Molecular dynamics (MD) simulations

For MD simulations, the NMR structures of RRM1–RRM2 of TDP-43 (PDB ID of 4BS2) and hnRNPA1 (PDB ID of 2LYV) were selected as the tethered models while their isolated RRM1 and RRM2 models were obtained by dissecting the two structures into the isolated RRM domains.

The simulation setting was previously reported36,37,38. Briefly, the simulation cell is a periodic cubic box with a minimum distance of 10 Å between the protein and the box walls to ensure the protein would not directly interact with its own periodic image given the cutoff. The water molecules, described using the TIP3P model, were filled in the periodic cubic box for the all atom simulation. To neutralize the system, some Na+ and Cl ions were randomly placed far away from the surface of the protein.

Three independent 50-ns MD simulations were performed for each of six constructs: namely the tethered RRM1–RRM2, isolated RRM1 and RRM2 of TDP-43 as well as of hnRNPA1 by the program GROMACS63 with the AMBER-03 all-atom force field64. The long-range electrostatic interactions were treated using the fast particle-mesh Ewald summation method, with the real space cutoff of 9 Å and a cutoff of 14 Å was used for the calculation of van der Waals interactions. The temperature during simulation was kept constant at 300 K by Berendsen's coupling. The pressure was held at 1 bar. The isothermal compressibility was 4.5 × 10−5 bar−1. The time step was set as 2 fs. Prior to MD simulations, all the initial structures were relaxed by 1000 steps of energy minimization using steepest descent algorithm, followed by 100 ps equilibration with a harmonic restraint potential applied to all the heavy atoms of the proteins.

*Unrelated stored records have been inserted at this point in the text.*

//! Dashboard module preferences: which cards are shown and in what order.
//!
//! The list is loaded once from a [`SettingsStore`] and saved after every
//! change. A failed save puts the previous order back.

use std::sync::Arc;

use barpark_core::dashboard::{self, DashboardModule};
use barpark_core::notice::{visible_banner, ErrorBanner};
use barpark_events::{ChangeEvent, ChangeKind, ChangePhase};
use barpark_services::SettingsStore;
use chrono::Utc;
use tokio::sync::RwLock;

use crate::outcome::Outcome;
use crate::session::Session;

#[derive(Debug, Default)]
struct DashboardState {
    modules: Vec<DashboardModule>,
    banner: Option<ErrorBanner>,
}

#[derive(Clone)]
pub struct DashboardViewModel {
    session: Session,
    store: Arc<dyn SettingsStore>,
    state: Arc<RwLock<DashboardState>>,
}

impl DashboardViewModel {
    /// Read the saved module list, falling back to the defaults when
    /// nothing is saved or the store can't be read.
    pub async fn load(session: Session, store: Arc<dyn SettingsStore>) -> Self {
        let modules = match store.load().await {
            Ok(Some(saved)) => dashboard::dedup_modules(saved),
            Ok(None) => dashboard::default_modules(),
            Err(e) => {
                tracing::warn!(error = %e, "Failed to load dashboard settings, using defaults");
                dashboard::default_modules()
            }
        };
        tracing::info!(count = modules.len(), "Dashboard modules loaded");

        Self {
            session,
            store,
            state: Arc::new(RwLock::new(DashboardState {
                modules,
                banner: None,
            })),
        }
    }

    /// Enable a module (appended at the end) or disable it.
    pub async fn toggle(&self, module: DashboardModule) -> Outcome {
        self.change(|modules| {
            dashboard::toggle_module(modules, module);
            true
        })
        .await
    }

    /// Drag-and-drop reorder. Out-of-range indices are skipped.
    pub async fn move_module(&self, from: usize, to: usize) -> Outcome {
        self.change(|modules| from != to && dashboard::move_module(modules, from, to).is_ok())
            .await
    }

    /// Apply `edit` locally, then persist. `edit` returns `false` when it
    /// made no change.
    async fn change(&self, edit: impl FnOnce(&mut Vec<DashboardModule>) -> bool) -> Outcome {
        let (previous, updated) = {
            let mut state = self.state.write().await;
            let previous = state.modules.clone();
            if !edit(&mut state.modules) {
                return Outcome::Skipped;
            }
            (previous, state.modules.clone())
        };
        self.announce(&updated, ChangePhase::Optimistic);

        match self.store.save(&updated).await {
            Ok(()) => {
                self.announce(&updated, ChangePhase::Confirmed);
                Outcome::Committed
            }
            Err(e) => {
                tracing::error!(error = %e, "Failed to save dashboard settings");
                {
                    let mut state = self.state.write().await;
                    if state.modules == updated {
                        state.modules = previous.clone();
                    }
                    state.banner = Some(ErrorBanner::new("Couldn't save your dashboard", Utc::now()));
                }
                self.announce(&previous, ChangePhase::RolledBack);
                Outcome::Reverted(e)
            }
        }
    }

    fn announce(&self, modules: &[DashboardModule], phase: ChangePhase) {
        self.session.publish(
            ChangeEvent::new(ChangeKind::DashboardChanged)
                .with_phase(phase)
                .with_payload(serde_json::json!({ "modules": modules })),
        );
    }

    /// Enabled modules in display order.
    pub async fn modules(&self) -> Vec<DashboardModule> {
        self.state.read().await.modules.clone()
    }

    pub async fn is_enabled(&self, module: DashboardModule) -> bool {
        self.state.read().await.modules.contains(&module)
    }

    /// Modules the user could still enable.
    pub async fn available(&self) -> Vec<DashboardModule> {
        let state = self.state.read().await;
        DashboardModule::ALL
            .into_iter()
            .filter(|m| !state.modules.contains(m))
            .collect()
    }

    pub async fn error_banner(&self) -> Option<ErrorBanner> {
        let state = self.state.read().await;
        visible_banner(&state.banner, Utc::now()).cloned()
    }

    pub async fn dismiss_error(&self) {
        self.state.write().await.banner = None;
    }
}
//! Two-phase optimistic updates over an in-memory list.
//!
//! Phase one is a synchronous transition on a single record, located by id,
//! that either refuses (precondition not met) or mutates the record and
//! returns a [`Pending`] carrying the values needed to undo it. Phase two is
//! whatever async confirmation the caller performs; on failure it calls
//! [`Pending::revert`] against the list as it exists *then*, which may no
//! longer contain the record.

use crate::types::RecordId;

/// A record that can be located in a list by id.
pub trait Identified {
    fn id(&self) -> RecordId;
}

/// Undo information for one optimistic mutation of a `T`.
pub trait Rollback<T> {
    /// Restore the pre-mutation field values on `record`.
    fn restore(&self, record: &mut T);
}

/// A phase-one mutation that has been applied and may still be undone.
#[derive(Debug, Clone, PartialEq)]
pub struct Pending<R> {
    pub record_id: RecordId,
    pub rollback: R,
}

impl<R> Pending<R> {
    /// Apply the stored rollback to the record with the same id.
    ///
    /// Returns `false` (and does nothing) when the record is gone, e.g. the
    /// list was reloaded while the confirmation was in flight.
    pub fn revert<T>(&self, list: &mut [T]) -> bool
    where
        T: Identified,
        R: Rollback<T>,
    {
        match find_mut(list, self.record_id) {
            Some(record) => {
                self.rollback.restore(record);
                true
            }
            None => false,
        }
    }
}

/// Locate a record by id.
pub fn find<T: Identified>(list: &[T], id: RecordId) -> Option<&T> {
    list.iter().find(|r| r.id() == id)
}

/// Locate a record by id, mutably.
pub fn find_mut<T: Identified>(list: &mut [T], id: RecordId) -> Option<&mut T> {
    list.iter_mut().find(|r| r.id() == id)
}

/// Run a phase-one transition on the record with `id`.
///
/// `step` returns `None` to refuse the transition, in which case the record
/// must be left untouched. A missing record is also a refusal.
pub fn transition<T, R>(
    list: &mut [T],
    id: RecordId,
    step: impl FnOnce(&mut T) -> Option<R>,
) -> Option<Pending<R>>
where
    T: Identified,
{
    let record = find_mut(list, id)?;
    step(record).map(|rollback| Pending {
        record_id: id,
        rollback,
    })
}

/// Replace the record with the same id as `updated`. Returns `false` when
/// no such record exists.
pub fn replace<T: Identified>(list: &mut [T], updated: T) -> bool {
    match find_mut(list, updated.id()) {
        Some(slot) => {
            *slot = updated;
            true
        }
        None => false,
    }
}

/// Remove the record with `id`, returning it when present.
pub fn remove<T: Identified>(list: &mut Vec<T>, id: RecordId) -> Option<T> {
    let index = list.iter().position(|r| r.id() == id)?;
    Some(list.remove(index))
}
//! Park directory: the full park list with a client-side query.

use std::sync::Arc;

use barpark_core::notice::LoadState;
use barpark_core::optimistic;
use barpark_core::park::{Park, ParkQuery};
use barpark_core::types::RecordId;
use barpark_events::{ChangeEvent, ChangeKind};
use barpark_services::ParkService;
use tokio::sync::RwLock;

use crate::session::Session;

#[derive(Debug, Default)]
struct ParkState {
    load_state: LoadState,
    parks: Vec<Park>,
    query: ParkQuery,
}

#[derive(Clone)]
pub struct ParkDirectoryViewModel {
    session: Session,
    service: Arc<dyn ParkService>,
    state: Arc<RwLock<ParkState>>,
}

impl ParkDirectoryViewModel {
    pub fn new(session: Session, service: Arc<dyn ParkService>) -> Self {
        Self {
            session,
            service,
            state: Arc::default(),
        }
    }

    pub async fn open(session: Session, service: Arc<dyn ParkService>) -> Self {
        let vm = Self::new(session, service);
        vm.load().await;
        vm
    }

    pub async fn load(&self) {
        self.state.write().await.load_state = LoadState::Loading;

        let result = self.service.fetch_all().await;

        let mut state = self.state.write().await;
        match result {
            Ok(parks) => {
                tracing::info!(count = parks.len(), "Parks loaded");
                state.parks = parks;
                state.load_state = LoadState::Ready;
                self.session.publish(ChangeEvent::new(ChangeKind::ParksLoaded));
            }
            Err(e) => {
                tracing::error!(error = %e, "Failed to load parks");
                state.parks.clear();
                state.load_state = LoadState::Failed(e.to_string());
            }
        }
    }

    pub async fn retry(&self) {
        self.load().await;
    }

    pub async fn set_query(&self, query: ParkQuery) {
        self.state.write().await.query = query;
    }

    pub async fn query(&self) -> ParkQuery {
        self.state.read().await.query.clone()
    }

    /// Parks matching the current query, in query order.
    pub async fn results(&self) -> Vec<Park> {
        let state = self.state.read().await;
        state.query.apply(&state.parks)
    }

    pub async fn park(&self, park_id: RecordId) -> Option<Park> {
        optimistic::find(&self.state.read().await.parks, park_id).cloned()
    }

    pub async fn load_state(&self) -> LoadState {
        self.state.read().await.load_state.clone()
    }
}
//! `barpark` -- runs the park app's screens against simulated services.
//!
//! # Environment variables
//!
//! | Variable               | Required | Default          | Description                          |
//! |------------------------|----------|------------------|--------------------------------------|
//! | `BARPARK_LATENCY_MS`   | no       | `300`            | Delay added to every service call    |
//! | `BARPARK_FAILURE_RATE` | no       | `0.0`            | Chance that a service call fails     |
//! | `BARPARK_DATA_DIR`     | no       | `./barpark-data` | Photo files and dashboard settings   |
//! | `BARPARK_USER_NAME`    | no       | `You`            | Display name of the local user       |
//! | `BARPARK_LOG_FORMAT`   | no       | `pretty`         | `pretty` or `json`                   |
//! | `RUST_LOG`             | no       | `barpark=info`   | Standard `tracing` filter            |

use barpark_app::{demo, AppConfig, LogFormat};
use tracing_subscriber::{layer::SubscriberExt, util::SubscriberInitExt};

#[tokio::main]
async fn main() -> anyhow::Result<()> {
    dotenvy::dotenv().ok();

    let config = AppConfig::from_env()?;

    let filter = tracing_subscriber::EnvFilter::try_from_default_env()
        .unwrap_or_else(|_| "barpark=info".into());
    let registry = tracing_subscriber::registry().with(filter);
    match config.log_format {
        LogFormat::Pretty => registry.with(tracing_subscriber::fmt::layer()).init(),
        LogFormat::Json => registry.with(tracing_subscriber::fmt::layer().json()).init(),
    }

    tracing::info!(
        latency_ms = config.latency.as_millis() as u64,
        failure_rate = config.failure_rate,
        data_dir = %config.data_dir.display(),
        "Starting barpark",
    );

    let report = demo::run(&config).await?;

    tracing::info!(
        parks = report.parks,
        reviews = report.reviews,
        average_rating = report.average_rating,
        joined = ?report.joined_event,
        photos = report.photos,
        changes = report.changes,
        rollbacks = report.rollbacks,
        "Demo finished",
    );
    Ok(())
}
//! Load state and short-lived error banners exposed to the view.

use chrono::Duration;
use serde::Serialize;

use crate::types::Timestamp;

/// How long an error banner stays visible unless dismissed.
pub const BANNER_TTL_SECS: i64 = 4;

/// Lifecycle of a list screen's initial fetch.
#[derive(Debug, Clone, PartialEq, Eq, Default, Serialize)]
#[serde(tag = "state", content = "message", rename_all = "snake_case")]
pub enum LoadState {
    #[default]
    Idle,
    Loading,
    Ready,
    /// The fetch failed; the view offers a retry.
    Failed(String),
}

impl LoadState {
    pub fn is_loading(&self) -> bool {
        matches!(self, Self::Loading)
    }
}

/// A dismissable message describing a failed write.
#[derive(Debug, Clone, PartialEq, Eq, Serialize)]
pub struct ErrorBanner {
    pub message: String,
    pub shown_at: Timestamp,
}

impl ErrorBanner {
    pub fn new(message: impl Into<String>, now: Timestamp) -> Self {
        Self {
            message: message.into(),
            shown_at: now,
        }
    }

    pub fn is_expired(&self, now: Timestamp) -> bool {
        now - self.shown_at >= Duration::seconds(BANNER_TTL_SECS)
    }
}

/// The banner still worth showing at `now`, if any.
pub fn visible_banner(banner: &Option<ErrorBanner>, now: Timestamp) -> Option<&ErrorBanner> {
    banner.as_ref().filter(|b| !b.is_expired(now))
}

Analysis of correlation motions

To identify the coupling of RRM1 and RRM2 domains of both TDP-43 and hnRNPA1, we calculated their correlation matrices of three independent simulations of the tethered RRM1–RRM2 by MutInf34. MutInf represents an entropy-based method to analyze ensembles of protein conformers, including those from MD simulations by using internal coordinates and focusing on dihedral angles. This method is particularly applicable for subtle conformational changes by utilizing second-order terms of the configurational entropy expansion called mutual information to pinpoint the pairs of residues with correlated conformations, or correlated motions, in an equilibrium ensemble. Here, the normalized matrix values were used and the threshold value was set up to 0.3 for determining the pairs of highly correlated residues.